Tuesday, 31 July 2012

Don't give up

A while ago a friend of mine shared a video and I thought I'd share it with you guys. It is not about Lymphedema as such but about not giving up. It is about a man who thought he'd never walk on his own again. Everyone had given up, exept one. Some Lymphedema patients find themselves in the same situation. As some of the comments to my previous posts proves, due to so many doctors being so ignorant of Lymphedema, so many Lymphedema sufferes around the world are wrongly – if ever – diagnosed and ends up in desperate situations. Huge limbs out of control. Amputated limbs. Wheelchair bound. Pain.

See the video here.

A song comes to mind. The beautyful "Don't give up" with Peter Gabriel and Kate Bush. I never paid much attention to the lyrics and assumed it was about love but a couple of years ago I learnt that it is about unemployment. However, I find that many of the phrases in this song are valid for other aspects of life, including life with a serious ilness.

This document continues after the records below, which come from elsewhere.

//! End-to-end coverage of the reservation ledger and the guarded
//! proforma-to-sale conversion, against a real (SQLite) database.

mod common;

use assert_matches::assert_matches;
use chrono::{Duration, Utc};
use rust_decimal::Decimal;
use rust_decimal_macros::dec;
use sea_orm::{ActiveModelTrait, ColumnTrait, EntityTrait, PaginatorTrait, QueryFilter, Set};

use distribuidora_api::entities::{producto, proforma, reserva};
use distribuidora_api::errors::ServiceError;

async fn backdate_reservas(ctx: &common::TestContext, proforma_id: uuid::Uuid, days: i64) {
    let reservas = reserva::Entity::find()
        .filter(reserva::Column::ProformaId.eq(proforma_id))
        .all(&*ctx.db)
        .await
        .unwrap();

    for r in reservas {
        let mut active: reserva::ActiveModel = r.into();
        active.expires_at = Set(Utc::now() - Duration::days(days));
        active.update(&*ctx.db).await.unwrap();
    }
}

async fn fetch_producto(ctx: &common::TestContext, id: uuid::Uuid) -> producto::Model {
    producto::Entity::find_by_id(id)
        .one(&*ctx.db)
        .await
        .unwrap()
        .unwrap()
}

#[tokio::test]
async fn creating_a_proforma_holds_stock_per_line() {
    let ctx = common::setup().await;
    let producto_id = common::seed_producto(&ctx, "ACE-1L", 10).await;

    let detail = common::crear_proforma(&ctx, "P-0001", producto_id, 4, dec!(25.50)).await;

    assert_eq!(detail.proforma.estado, "pendiente");
    assert_eq!(detail.proforma.total, dec!(102.00));
    assert_eq!(detail.reservas.len(), 1);
    assert_eq!(detail.reservas[0].estado, "activa");
    assert_eq!(detail.reservas[0].cantidad, 4);

    let p = fetch_producto(&ctx, producto_id).await;
    assert_eq!(p.disponible, 10);
    assert_eq!(p.reservado, 4);
}

#[tokio::test]
async fn converting_consumes_holds_and_decrements_stock_once() {
    let ctx = common::setup().await;
    let producto_id = common::seed_producto(&ctx, "ARR-5K", 10).await;
    let detail = common::crear_proforma(&ctx, "P-0002", producto_id, 4, dec!(25.50)).await;

    let venta = ctx
        .services
        .proformas
        .convertir_a_venta(detail.proforma.id)
        .await
        .expect("conversion should succeed");

    assert_eq!(venta.numero, "V-P-0002");
    assert_eq!(venta.total, dec!(102.00));
    assert_eq!(venta.estado, "confirmada");

    let p = fetch_producto(&ctx, producto_id).await;
    assert_eq!(p.disponible, 6);
    assert_eq!(p.reservado, 0);

    let reservas = ctx
        .services
        .reservas
        .list_por_proforma(detail.proforma.id)
        .await
        .unwrap();
    assert!(reservas.iter().all(|r| r.estado == "consumida"));

    let proforma_row = proforma::Entity::find_by_id(detail.proforma.id)
        .one(&*ctx.db)
        .await
        .unwrap()
        .unwrap();
    assert_eq!(proforma_row.estado, "convertida");

    // A converted proforma cannot convert again.
    let err = ctx
        .services
        .proformas
        .convertir_a_venta(detail.proforma.id)
        .await
        .unwrap_err();
    assert_matches!(err, ServiceError::InvalidOperation(_));
}

#[tokio::test]
async fn conversion_with_lapsed_hold_fails_and_mutates_nothing() {
    let ctx = common::setup().await;
    let producto_id = common::seed_producto(&ctx, "LEC-1L", 10).await;
    let detail = common::crear_proforma(&ctx, "P-0003", producto_id, 5, dec!(10.00)).await;

    // Four days later: past the 3-day window, sweep not yet run.
    backdate_reservas(&ctx, detail.proforma.id, 1).await;

    let err = ctx
        .services
        .proformas
        .convertir_a_venta(detail.proforma.id)
        .await
        .unwrap_err();

    assert_matches!(
        err,
        ServiceError::ReservasExpiradas {
            proforma_id,
            reservas_expiradas: 1,
        } if proforma_id == detail.proforma.id
    );

    // All-or-nothing: stock and holds untouched.
    let p = fetch_producto(&ctx, producto_id).await;
    assert_eq!(p.disponible, 10);
    assert_eq!(p.reservado, 5);

    let reservas = ctx
        .services
        .reservas
        .list_por_proforma(detail.proforma.id)
        .await
        .unwrap();
    assert!(reservas.iter().all(|r| r.estado == "activa"));
}

#[tokio::test]
async fn renewing_grants_a_fresh_window_and_unblocks_conversion() {
    let ctx = common::setup().await;
    let producto_id = common::seed_producto(&ctx, "AZU-1K", 10).await;
    let detail = common::crear_proforma(&ctx, "P-0004", producto_id, 5, dec!(8.00)).await;

    backdate_reservas(&ctx, detail.proforma.id, 1).await;

    let antes = Utc::now();
    let result = ctx
        .services
        .reservas
        .renovar_reservas(detail.proforma.id)
        .await
        .expect("renewal should succeed");

    assert_eq!(result.renovadas, 1);
    // Fresh 7-day window from the renewal instant, not from the old expiry.
    assert!(result.nuevo_vencimiento >= antes + Duration::days(7) - Duration::seconds(5));
    assert!(result.nuevo_vencimiento <= Utc::now() + Duration::days(7));

    let reservas = ctx
        .services
        .reservas
        .list_por_proforma(detail.proforma.id)
        .await
        .unwrap();
    assert_eq!(reservas[0].renovaciones, 1);
    assert!(reservas[0].expires_at > Utc::now() + Duration::days(6));

    let venta = ctx
        .services
        .proformas
        .convertir_a_venta(detail.proforma.id)
        .await
        .expect("conversion after renewal should succeed");
    assert_eq!(venta.total, dec!(40.00));

    let p = fetch_producto(&ctx, producto_id).await;
    assert_eq!(p.disponible, 5);
    assert_eq!(p.reservado, 0);
}

#[tokio::test]
async fn active_holds_block_overselling_across_proformas() {
    let ctx = common::setup().await;
    let producto_id = common::seed_producto(&ctx, "HAR-1K", 10).await;

    common::crear_proforma(&ctx, "P-0005", producto_id, 5, dec!(5.00)).await;
    common::crear_proforma(&ctx, "P-0006", producto_id, 5, dec!(5.00)).await;

    // All allocatable stock is held; one more unit must be refused.
    let err = ctx
        .services
        .proformas
        .create_proforma(
            distribuidora_api::services::proformas::CreateProformaRequest {
                numero: "P-0007".to_string(),
                cliente_id: uuid::Uuid::new_v4(),
                lineas: vec![
                    distribuidora_api::services::proformas::LineaProformaRequest {
                        producto_id,
                        cantidad: 1,
                        precio_unitario: dec!(5.00),
                    },
                ],
            },
        )
        .await
        .unwrap_err();

    assert_matches!(
        err,
        ServiceError::StockInsuficiente {
            disponible: 0,
            solicitado: 1,
            ..
        }
    );

    // The rejected proforma rolled back entirely.
    let total = proforma::Entity::find().count(&*ctx.db).await.unwrap();
    assert_eq!(total, 2);
}

#[tokio::test]
async fn sweep_lapses_expired_holds_and_returns_stock() {
    let ctx = common::setup().await;
    let producto_id = common::seed_producto(&ctx, "SAL-500", 10).await;
    let detail = common::crear_proforma(&ctx, "P-0008", producto_id, 3, dec!(2.50)).await;

    backdate_reservas(&ctx, detail.proforma.id, 2).await;

    let result = ctx
        .services
        .reservas
        .liberar_expiradas()
        .await
        .expect("sweep should succeed");
    assert_eq!(result.liberadas, 1);

    let reservas = ctx
        .services
        .reservas
        .list_por_proforma(detail.proforma.id)
        .await
        .unwrap();
    assert_eq!(reservas[0].estado, "liberada");

    let p = fetch_producto(&ctx, producto_id).await;
    assert_eq!(p.disponible, 10);
    assert_eq!(p.reservado, 0);

    // A second pass finds nothing left to lapse.
    let again = ctx.services.reservas.liberar_expiradas().await.unwrap();
    assert_eq!(again.liberadas, 0);
}

#[tokio::test]
async fn reviving_a_lapsed_hold_rechecks_stock_availability() {
    let ctx = common::setup().await;
    let producto_id = common::seed_producto(&ctx, "CAF-250", 10).await;
    let detail = common::crear_proforma(&ctx, "P-0009", producto_id, 3, dec!(12.00)).await;

    // Lapse the hold and give its stock back.
    backdate_reservas(&ctx, detail.proforma.id, 2).await;
    ctx.services.reservas.liberar_expiradas().await.unwrap();

    // Another quote takes most of the freed stock in the meantime.
    common::crear_proforma(&ctx, "P-0010", producto_id, 8, dec!(12.00)).await;

    // Reviving the 3-unit hold no longer fits (only 2 allocatable).
    let err = ctx
        .services
        .reservas
        .renovar_reservas(detail.proforma.id)
        .await
        .unwrap_err();
    assert_matches!(
        err,
        ServiceError::StockInsuficiente {
            disponible: 2,
            solicitado: 3,
            ..
        }
    );

    // The failed renewal left the hold lapsed and stock untouched.
    let reservas = ctx
        .services
        .reservas
        .list_por_proforma(detail.proforma.id)
        .await
        .unwrap();
    assert_eq!(reservas[0].estado, "liberada");

    let p = fetch_producto(&ctx, producto_id).await;
    assert_eq!(p.reservado, 8);
}

#[tokio::test]
async fn renewals_beyond_the_cap_are_refused() {
    let ctx = common::setup().await;
    let producto_id = common::seed_producto(&ctx, "TE-100", 10).await;
    let detail = common::crear_proforma(&ctx, "P-0011", producto_id, 2, dec!(3.00)).await;

    for _ in 0..3 {
        ctx.services
            .reservas
            .renovar_reservas(detail.proforma.id)
            .await
            .expect("renewal under the cap");
    }

    let err = ctx
        .services
        .reservas
        .renovar_reservas(detail.proforma.id)
        .await
        .unwrap_err();
    assert_matches!(err, ServiceError::RenovacionesAgotadas { renovaciones: 3, .. });
}

#[tokio::test]
async fn multi_line_conversion_consumes_every_hold() {
    let ctx = common::setup().await;
    let aceite = common::seed_producto(&ctx, "ACE-3L", 10).await;
    let arroz = common::seed_producto(&ctx, "ARR-1K", 20).await;

    let detail = ctx
        .services
        .proformas
        .create_proforma(
            distribuidora_api::services::proformas::CreateProformaRequest {
                numero: "P-0013".to_string(),
                cliente_id: uuid::Uuid::new_v4(),
                lineas: vec![
                    distribuidora_api::services::proformas::LineaProformaRequest {
                        producto_id: aceite,
                        cantidad: 3,
                        precio_unitario: dec!(4.00),
                    },
                    distribuidora_api::services::proformas::LineaProformaRequest {
                        producto_id: arroz,
                        cantidad: 7,
                        precio_unitario: dec!(2.00),
                    },
                ],
            },
        )
        .await
        .expect("crear proforma");

    assert_eq!(detail.proforma.total, dec!(26.00));
    assert_eq!(detail.reservas.len(), 2);

    ctx.services
        .proformas
        .convertir_a_venta(detail.proforma.id)
        .await
        .expect("conversion");

    let reservas = ctx
        .services
        .reservas
        .list_por_proforma(detail.proforma.id)
        .await
        .unwrap();
    assert_eq!(reservas.len(), 2);
    assert!(reservas.iter().all(|r| r.estado == "consumida"));

    let p_aceite = fetch_producto(&ctx, aceite).await;
    assert_eq!((p_aceite.disponible, p_aceite.reservado), (7, 0));
    let p_arroz = fetch_producto(&ctx, arroz).await;
    assert_eq!((p_arroz.disponible, p_arroz.reservado), (13, 0));
}

#[tokio::test]
async fn proforma_detail_reports_total_and_holds() {
    let ctx = common::setup().await;
    let producto_id = common::seed_producto(&ctx, "FID-500", 20).await;

    let created = common::crear_proforma(&ctx, "P-0012", producto_id, 6, dec!(1.50)).await;

    let detail = ctx
        .services
        .proformas
        .get_proforma(created.proforma.id)
        .await
        .unwrap()
        .expect("proforma exists");

    assert_eq!(detail.proforma.total, Decimal::from(9));
    assert_eq!(detail.lineas.len(), 1);
    assert_eq!(detail.reservas.len(), 1);
    assert!(!detail.reservas[0].vencida);
}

As only one of the three winners of the give-away contacted me with their address I have now picked two others instead of the no-shows. Christina and Hutch, please send me your addresses and I will make sure the books get to you. Yay – congratulations!

10 comments:

  1. Nice video.

    Perspective is important, too. I've been going through some tests and health scares that make the lymphedema seem small - and the stress of this has given me stomach problems that mean I have to eat very limited food, perhaps for as long as a month. I would die of gratitude at this point for a plate of spaghetti with tomato sauce. There are still a lot of pleasures in life that the lymphedema doesn't make impossible - and as the illness of my partner's father reminds me too, we're still alive. That makes ANYTHING possible!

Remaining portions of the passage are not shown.